Atherosclerosis can be defined in very simplified and reductionist terms as the result of the imbalance between cholesterol entering and leaving the arterial wall in such a way that entry predominates. As Figure 1 shows, the main factor involved in cholesterol entering the arterial wall is low-density lipoprotein (LDL), whereas the main factor governing cholesterol leaving the arterial vessel is high-density lipoprotein (HDL). Both high systemic (bloodstream) concentrations of LDL cholesterol (LDL-C) and low concentrations of HDL cholesterol (HDL-C) have been constantly associated with the development of atherosclerosis. Following this discovery, multiple therapies have been employed in the attempt to prevent the development of the disease by reducing LDL or increasing HDL. Although reducing LDL, mainly by using statins, is still the established standard therapy for the primary and secondary prevention of atherothrombotic events, it still has not been conclusively shown that increasing HDL provides benefit. In this article, we review and place in historical perspective the biology of HDL, the interventions available that increase it, and their potential benefits.

Figure 1. Pictorial representation of the main agents involved in the influx and efflux of cholesterol. The bathtub represents the vessel wall. The main agents controlling cholesterol entering the vessel are low-density lipoproteins (LDL), guided by their main protein, apolipoprotein (apo) B. High-density lipoproteins (HDL), on the other hand, control cholesterol efflux from the arterial wall by the interaction between their main protein, ApoA-I, and the receptors in the macrophage.

PATHOPHYSIOLOGY OF ATHEROSCLEROSIS

The association between a fat-rich diet (cholesterol) and atherosclerotic disease was accepted many years ago. However, it was not until the beginning of the 20th century that Ignatowski demonstrated it scientifically for the first time.1 This author was able to generate atherosclerotic vascular lesions in rabbits by providing them with a diet rich in milk and egg yolk. Another Russian scientist, Nikolai Anitschkow, identified cholesterol as the dietary component that causes the development of atherosclerotic lesions.2

Atherothrombotic disease is the leading cause of mortality in western countries and is becoming the first in developing countries. Thus, research into atherosclerosis is fundamental to check the spread of this global epidemic.

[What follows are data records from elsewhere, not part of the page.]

mod auth;
mod catalog;
mod db;
mod library;
mod tokens;
mod util;

use std::sync::Arc;

pub use auth::*;
pub use catalog::*;
pub use db::*;
pub use library::*;
pub use tokens::*;
pub use util::double_option;

/// The gameshelf system, tying accounts, sessions, libraries and the catalog to one database.
pub struct Shelf {
    database: SharedDatabase,

    pub auth: Auth,
    pub tokens: Tokens,
    pub library: Library,
    pub catalog: Catalog,
}

impl Shelf {
    pub fn new(
        database: impl Database + 'static,
        tokens: TokenConfig,
        catalog: CatalogConfig,
    ) -> Self {
        let database: SharedDatabase = Arc::new(database);

        Self {
            auth: Auth::new(&database),
            library: Library::new(&database),
            tokens: Tokens::new(tokens),
            catalog: Catalog::new(catalog),
            database,
        }
    }

    /// Which backend is serving requests
    pub fn storage(&self) -> StorageKind {
        self.database.kind()
    }
}
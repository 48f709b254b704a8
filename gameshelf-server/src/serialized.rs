//! All schemas that are exposed from endpoints are defined here
//! along with the ToSerialized impls

use chrono::{DateTime, SecondsFormat, Utc};
use gameshelf_library::{CatalogEntry, GameData, UserData};
use serde::Serialize;
use utoipa::ToSchema;

#[derive(Debug, Serialize, ToSchema)]
#[serde(rename_all = "camelCase")]
pub struct User {
    id: String,
    username: String,
    email: String,
    avatar: Option<String>,
    bio: String,
    is_public: bool,
    created_at: String,
}

#[derive(Debug, Serialize, ToSchema)]
#[serde(rename_all = "camelCase")]
pub struct Game {
    id: String,
    owner: String,
    title: String,
    platform: String,
    /// Pending, Playing or Completed
    status: String,
    cover_image: Option<String>,
    rating: Option<f64>,
    genres: Vec<String>,
    description: Option<String>,
    notes: Option<String>,
    created_at: String,
    updated_at: String,
}

#[derive(Debug, Serialize, ToSchema)]
#[serde(rename_all = "camelCase")]
pub struct CatalogGame {
    id: u64,
    name: String,
    image_url: String,
    description: Option<String>,
    rating: Option<f64>,
    genres: Vec<String>,
    /// Only present for authenticated requests
    #[serde(skip_serializing_if = "Option::is_none")]
    in_library: Option<bool>,
}

#[derive(Debug, Serialize, ToSchema)]
pub struct AuthResult {
    pub success: bool,
    pub message: String,
    pub token: String,
    pub user: User,
}

#[derive(Debug, Serialize, ToSchema)]
pub struct UserResult {
    pub success: bool,
    pub user: User,
}

#[derive(Debug, Serialize, ToSchema)]
pub struct Message {
    pub success: bool,
    pub message: String,
}

#[derive(Debug, Serialize, ToSchema)]
pub struct Health {
    pub status: String,
    pub timestamp: String,
    pub environment: String,
    /// Either durable or volatile
    pub storage: String,
}

/// The body of every error response
#[derive(Debug, Serialize, ToSchema)]
pub struct ErrorBody {
    success: bool,
    message: String,
    #[serde(skip_serializing_if = "Vec::is_empty")]
    errors: Vec<String>,
}

impl ErrorBody {
    pub fn new(message: impl Into<String>, errors: Vec<String>) -> Self {
        Self {
            success: false,
            message: message.into(),
            errors,
        }
    }
}

pub fn timestamp(time: &DateTime<Utc>) -> String {
    time.to_rfc3339_opts(SecondsFormat::Millis, true)
}

/// Helper trait to convert any type into a serialized version
pub trait ToSerialized<T>
where
    T: Serialize,
{
    fn to_serialized(&self) -> T;
}

impl<I, O> ToSerialized<Vec<O>> for Vec<I>
where
    I: ToSerialized<O>,
    O: Serialize,
{
    fn to_serialized(&self) -> Vec<O> {
        self.iter().map(|x| x.to_serialized()).collect()
    }
}

impl ToSerialized<User> for UserData {
    fn to_serialized(&self) -> User {
        User {
            id: self.id.clone(),
            username: self.username.clone(),
            email: self.email.clone(),
            avatar: self.avatar.clone(),
            bio: self.bio.clone(),
            is_public: self.is_public,
            created_at: timestamp(&self.created_at),
        }
    }
}

impl ToSerialized<Game> for GameData {
    fn to_serialized(&self) -> Game {
        Game {
            id: self.id.clone(),
            owner: self.owner_id.clone(),
            title: self.title.clone(),
            platform: self.platform.clone(),
            status: self.status.to_string(),
            cover_image: self.cover_image.clone(),
            rating: self.rating,
            genres: self.genres.clone(),
            description: self.description.clone(),
            notes: self.notes.clone(),
            created_at: timestamp(&self.created_at),
            updated_at: timestamp(&self.updated_at),
        }
    }
}

impl ToSerialized<CatalogGame> for CatalogEntry {
    fn to_serialized(&self) -> CatalogGame {
        CatalogGame {
            id: self.id,
            name: self.name.clone(),
            image_url: self.image_url.clone(),
            description: self.description.clone(),
            rating: self.rating,
            genres: self.genres.clone(),
            in_library: self.in_library,
        }
    }
}
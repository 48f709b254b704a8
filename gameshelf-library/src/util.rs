use serde::{Deserialize, Deserializer};

/// Lets a partial update tell "absent" apart from an explicit `null`.
/// Use with `#[serde(default, deserialize_with = "double_option")]`.
pub fn double_option<'de, T, D>(deserializer: D) -> Result<Option<Option<T>>, D::Error>
where
    T: Deserialize<'de>,
    D: Deserializer<'de>,
{
    Option::<T>::deserialize(deserializer).map(Some)
}

/// Treats an explicit `null` like a missing field
pub fn null_as_default<'de, T, D>(deserializer: D) -> Result<T, D::Error>
where
    T: Deserialize<'de> + Default,
    D: Deserializer<'de>,
{
    Option::<T>::deserialize(deserializer).map(Option::unwrap_or_default)
}

/// Emails are compared and stored trimmed and lowercase
pub fn normalize_email(email: &str) -> String {
    email.trim().to_lowercase()
}

/// Returns a fresh opaque identifier
pub fn new_id() -> String {
    uuid::Uuid::new_v4().to_string()
}
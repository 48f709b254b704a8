use std::{env, path::PathBuf, str::FromStr, time::Duration};

use gameshelf_library::{CatalogConfig, FallbackDatabase, NewPlainUser, TokenConfig};
use gameshelf_server::{ServerConfig, DEFAULT_PORT};
use log::warn;
use thiserror::Error;

const DEVELOPMENT_SECRET: &str = "gameshelf-development-secret";
const DEFAULT_DATA_FILE: &str = "gameshelf-data.json";

#[derive(Debug, Error)]
#[error("{name} must be {expected}, got \"{value}\"")]
pub struct ConfigError {
    name: &'static str,
    expected: &'static str,
    value: String,
}

/// Everything gameshelf reads from the environment
#[derive(Debug, Clone)]
pub struct Config {
    pub server: ServerConfig,
    /// Absent means running on the volatile store only
    pub database_url: Option<String>,
    pub database_timeout: Duration,
    pub data_file: PathBuf,
    pub tokens: TokenConfig,
    pub catalog: CatalogConfig,
    /// Seeded at startup when all three admin variables are set
    pub admin: Option<NewPlainUser>,
}

impl Config {
    /// Reads the process environment, after loading a `.env` file if there is one
    pub fn from_env() -> Result<Self, ConfigError> {
        let _ = dotenvy::dotenv();
        Self::from_lookup(|name| env::var(name).ok())
    }

    pub fn from_lookup(lookup: impl Fn(&str) -> Option<String>) -> Result<Self, ConfigError> {
        let var = |name: &str| {
            lookup(name)
                .map(|v| v.trim().to_string())
                .filter(|v| !v.is_empty())
        };

        let secret = var("JWT_SECRET").unwrap_or_else(|| {
            warn!("JWT_SECRET is not set, using an insecure development secret");
            DEVELOPMENT_SECRET.to_string()
        });

        let expiration_days = parsed(
            "JWT_EXPIRATION_DAYS",
            var("JWT_EXPIRATION_DAYS"),
            "a number of days",
            TokenConfig::DEFAULT_EXPIRATION_DAYS,
        )?;

        let timeout_ms = parsed(
            "GAMESHELF_DB_TIMEOUT_MS",
            var("GAMESHELF_DB_TIMEOUT_MS"),
            "a number of milliseconds",
            FallbackDatabase::DEFAULT_TIMEOUT.as_millis() as u64,
        )?;

        let admin = match (
            var("GAMESHELF_ADMIN_USERNAME"),
            var("GAMESHELF_ADMIN_EMAIL"),
            var("GAMESHELF_ADMIN_PASSWORD"),
        ) {
            (Some(username), Some(email), Some(password)) => Some(NewPlainUser {
                username,
                email,
                password,
            }),
            _ => None,
        };

        Ok(Self {
            server: ServerConfig {
                port: parsed("GAMESHELF_PORT", var("GAMESHELF_PORT"), "a port", DEFAULT_PORT)?,
                allowed_origins: var("CORS_ORIGINS")
                    .map(|o| {
                        o.split(',')
                            .map(|o| o.trim().to_string())
                            .filter(|o| !o.is_empty())
                            .collect()
                    })
                    .unwrap_or_default(),
                environment: var("GAMESHELF_ENV").unwrap_or_else(|| "development".to_string()),
            },
            database_url: var("DATABASE_URL"),
            database_timeout: Duration::from_millis(timeout_ms),
            data_file: var("GAMESHELF_DATA_FILE")
                .unwrap_or_else(|| DEFAULT_DATA_FILE.to_string())
                .into(),
            tokens: TokenConfig::new(secret).with_expiration_days(expiration_days),
            catalog: CatalogConfig {
                api_key: var("RAWG_API_KEY"),
                base_url: var("RAWG_API_BASE")
                    .unwrap_or_else(|| CatalogConfig::DEFAULT_BASE_URL.to_string()),
                ..Default::default()
            },
            admin,
        })
    }
}

fn parsed<T: FromStr>(
    name: &'static str,
    value: Option<String>,
    expected: &'static str,
    default: T,
) -> Result<T, ConfigError> {
    match value {
        Some(value) => value.parse().map_err(|_| ConfigError {
            name,
            expected,
            value,
        }),
        None => Ok(default),
    }
}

Atherosclerosis is a systemic disease with local clinical manifestations3 and it is mainly characterized by lipid deposition on the walls of medium- and large-sized arteries. High concentrations of circulating LDL-C lead to it accumulate in the arterial intima. These small particles of LDL are deposited in the areas of the intima that are rich in proteoglycans and converge into aggregates of LDL-C. The binding of LDL-C particles to proteoglycans "sequesters" LDL-C, which prolongs contact between LDL-C and the arterial intima.4 This binding process makes LDL-C particles more susceptible to oxidation. The oxidation of LDL-C is considered a key event in the pathogenesis of atherosclerosis.5 Prolonged contact of oxidized LDL-C to the arterial intima, as well as exposure to different risk factors (hypertension, smoking, diabetes mellitus, etc), can lead to endothelial dysfunction,6 which is the earliest pathological process of atherosclerosis.7 Once the endothelium is damaged, LDL-C infiltrates the deepest arterial layers. In an attempt to check this LDL-C "invasion," circulating monocytes and macrophages penetrate the arterial wall, phagocytize the oxidized LDL-C, and become cholesterol-loaded cells. When the macrophages are completely loaded with cholesterol, they become foam cells. Since cholesterol is not easily metabolized outside the liver, its continuous accumulation within the cells, which deteriorate, leads to apoptosis, with the subsequent release of prothrombotic substances, such as tissue factor.8 After the foam-macrophage cells die, the cholesterol is again released into the arterial wall forming the lipid core of the plaque, thus perpetuating the process.9 Furthermore, cholesterol can crystallize, and this has recently been identified as a factor in the destabilization of plaque.10

Apart from lipid accumulation, the recruitment of additional inflammatory cells to monocytes and macrophages is an important factor in atherogenesis. Thus, the cellularity of the atherosclerotic lesions is modified as the disease progresses. The initial lesions are fatty streaks that mainly carry cholesterol-loaded macrophages and some leukocyte cells. As the disease progresses, the lesion becomes more complex, with different cell types and a great deal of extracellular material. As the lipid core of the atheromatous plaque grows by the accumulation of LDL-C particles and macrophages, smooth muscle cells migrate from the media to the intima. These cells produce and secrete collagen and fibrous elements of the extracellular matrix, leading to the formation of the fibrous covering of the fibroatheromatous plaques.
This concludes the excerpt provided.